Tommy McCombs kept his alligator is a plastic storage bin for a couple of years, and sometimes let him out in the front yard of his home in the 800 block of East Tyler Avenue. He allowed children to play with it, and tried to use a leash on it for a while, but that didn’t work out very well.
“He wouldn’t walk on it,” McCombs, 24, said of his bootleg pet alligator.
It’s just as well that the gator never learned the finer points of leash walking. “Gustav,” as he was named by McCombs, was seized two months ago by state wildlife officials and was taken to an area near the Red River where he was released. And McCombs was handed a hefty $696 fine.
Oklahoma Wildlife Commission Officer Shane Fields figures Gustav was about four feet long when he was seized and taken to the Red Slough cutoff of the Red River, near Harris in McCurtain County. It’s illegal to have gators in Oklahoma, where they are considered a threatened species. Still, the reptiles are finding a way into Oklahoma.
“They are very rare, but they are in this area,” Fields said. “More so in the southeast part of the state, toward the Idabel, Broken Bow area along the river. Occasionally they will get in the river and go through the river system and immigrate north.”
And sometimes, they get a little help.
McCombs said he found Gustav while at a state park in Texas.
“He was little bitty, about two foot,” the McAlester man recalled. “My nephew pointed him out and I reached over and caught him, bought him to Oklahoma.”
According to Fields, that’s illegal but it’s becoming more and more common. Oklahomans traveling through places like Texas and Louisiana collect alligators off the side of the road and bring them home.
“They think it will be a great pet, but a lot of times they won’t know how to care for them, or they’ll get thrown in jail and no one knows how to take care of them, and they’ll get released into our area,” the wildlife expert said.
Gustav is the third alligator Fields has seen in this region. Another about the size of Gustav was snagged in a pond close to Bugtussle where it had been taken after the owner was jailed.
“That was only a quarter mile from the lake,” Fields said, referring to the proximity of Lake Eufaula to the pond, and the meat-eating reptile.
A pond was what McCombs had in mind for his adopted pet, too. He planned to eventually move to a more rural home and fence off a pond for Gustav.
“He was pretty neat,” McCombs said. “He wouldn’t bite.”
Well, there was that one bite.
“It bit me one time and I kinda smacked it on the nose,” McCombs said.
Alarmingly, McCombs said he allowed children to play with the reptile.
“It didn’t bite me for a least a year before I let them play with it,” he said. “The teeth weren’t very big. Kinda like a needle.”
McCombs said he fed the small crocodilian raw meat and goldfish from a local bait shop. Gustav, though, was pretty picky about his fare.

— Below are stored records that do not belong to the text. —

//! # App Error Type
//!
//! Errors surfaced by the `storesim` binary.
//!
//! ## Error Flow
//! ```text
//! config file ── io / toml ──────────┐
//! environment ── bad value ──────────┤
//! command line ── unknown flag ──────┼──► AppError ──► main prints, exits 1
//! store ── StoreError ───────────────┤
//! stdout ── io ──────────────────────┤
//! --json output ── serde_json ───────┘
//! ```

use storesim_core::{PolicyParseError, StoreError};
use thiserror::Error;

/// Result type alias for the binary.
pub type AppResult<T> = Result<T, AppError>;

#[derive(Debug, Error)]
pub enum AppError {
    // =========================================================================
    // Configuration Errors
    // =========================================================================
    /// Failed to read the config file.
    #[error("Failed to load config: {0}")]
    ConfigLoadFailed(String),

    /// The config file is not valid TOML for `StoreSimConfig`.
    #[error("Failed to parse config: {0}")]
    ConfigParse(String),

    /// The configuration parsed but holds an unusable value.
    #[error("Invalid configuration: {0}")]
    InvalidConfig(String),

    // =========================================================================
    // Runtime Errors
    // =========================================================================
    /// Bad command line.
    #[error("{0}")]
    Usage(String),

    /// Failed to render JSON output.
    #[error("Serialization failed: {0}")]
    SerializationFailed(String),

    /// Writing demo output failed.
    #[error("I/O error: {0}")]
    Io(#[from] std::io::Error),

    /// A store operation failed.
    #[error(transparent)]
    Store(#[from] StoreError),
}

impl From<toml::de::Error> for AppError {
    fn from(err: toml::de::Error) -> Self {
        AppError::ConfigParse(err.to_string())
    }
}

impl From<PolicyParseError> for AppError {
    fn from(err: PolicyParseError) -> Self {
        AppError::InvalidConfig(err.to_string())
    }
}

impl From<serde_json::Error> for AppError {
    fn from(err: serde_json::Error) -> Self {
        AppError::SerializationFailed(err.to_string())
    }
}
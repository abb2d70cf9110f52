//! # storesim-core: Store Simulation Domain Logic
//!
//! Products with stock levels, customers with carts, and a store that
//! mediates search, cart additions, and checkout pricing. Everything is
//! in-memory and synchronous.
//!
//! ## Architecture Position
//! ```text
//! ┌─────────────────────────────────────────────────────────────────────────┐
//! │                        StoreSim Architecture                            │
//! │                                                                         │
//! │  ┌─────────────────────────────────────────────────────────────────┐   │
//! │  │                 storesim-cli (demo binary)                      │   │
//! │  │       config (TOML + env) ──► tracing ──► sample flow           │   │
//! │  └─────────────────────────────┬───────────────────────────────────┘   │
//! │                                │                                        │
//! │  ┌─────────────────────────────▼───────────────────────────────────┐   │
//! │  │             ★ storesim-core (THIS CRATE) ★                      │   │
//! │  │                                                                 │   │
//! │  │   ┌───────────┐  ┌───────────┐  ┌───────────┐  ┌───────────┐  │   │
//! │  │   │   types   │  │   money   │  │   store   │  │   error   │  │   │
//! │  │   │  Product  │  │   Money   │  │  lookup   │  │StoreError │  │   │
//! │  │   │ Customer  │  │ surcharge │  │  search   │  │           │  │   │
//! │  │   │  Policy   │  │           │  │ checkout  │  │           │  │   │
//! │  │   └───────────┘  └───────────┘  └───────────┘  └───────────┘  │   │
//! │  │                                                                 │   │
//! │  │            NO I/O • NO DATABASE • NO NETWORK                    │   │
//! │  └─────────────────────────────────────────────────────────────────┘   │
//! └─────────────────────────────────────────────────────────────────────────┘
//! ```
//!
//! ## Modules
//!
//! - [`types`] - Product, Customer, checkout policy, receipts
//! - [`money`] - Money type with integer arithmetic
//! - [`store`] - The Store and its operations
//! - [`error`] - Checkout error types
//!
//! ## Example Usage
//!
//! ```rust
//! use storesim_core::{CartAddStatus, Customer, Money, Product, Store};
//!
//! let mut store = Store::new();
//! store.add_product(Product::new("830", "Nintendo Switch", "console", Money::from_dollars(300), 9));
//! store.add_member(Customer::new("David", "ABC", false));
//!
//! assert_eq!(store.add_product_to_member_cart("830", "ABC"), CartAddStatus::Added);
//!
//! // Non-premium members pay a 7% surcharge.
//! let total = store.checkout_member("ABC").unwrap();
//! assert_eq!(total.to_string(), "$321.00");
//! ```

// =============================================================================
// Module Declarations
// =============================================================================

pub mod error;
pub mod money;
pub mod store;
pub mod types;

// =============================================================================
// Re-exports for Convenience
// =============================================================================

pub use error::{PolicyParseError, StoreError, StoreResult};
pub use money::{Money, RunningTotal};
pub use store::Store;
pub use types::*;

// =============================================================================
// Crate-Level Constants
// =============================================================================

/// Surcharge charged to non-premium members, in basis points (7%).
pub const DEFAULT_SURCHARGE_BPS: u32 = 700;

/// Upper bound for a surcharge rate, in basis points (100%).
pub const MAX_SURCHARGE_BPS: u32 = 10_000;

“It’d eat any raw meat,” McCombs said. “If you cooked it, it wouldn’t eat it.”
Fields said the alligators he’s seen in the area are fond of turtles, which he found “fascinating.”
“I had a dead one before, and a lot of its insides were turtle’s shells and stuff,” he said. “I thought it would be fish.”
The game official said alligators, especially larger ones, are more common to the south of McAlester, where waterways link to the Red River.
“I haven’t experienced too many big ones here, but in other counties they have. Closer to eight, nine feet,” Fields said.
“In Hugo, Atoka, Hughes County, we usually get an alligator call a year in that part. It’s getting more common because of what’s happened. People are just fascinated by them and want to make them as a pet.”
So far, though, alligators and McAlester are a pretty rare pairing.
“As far as a native alligator coming up this far? I just don’t see it,” Fields said. “We don’t have that river system up here.”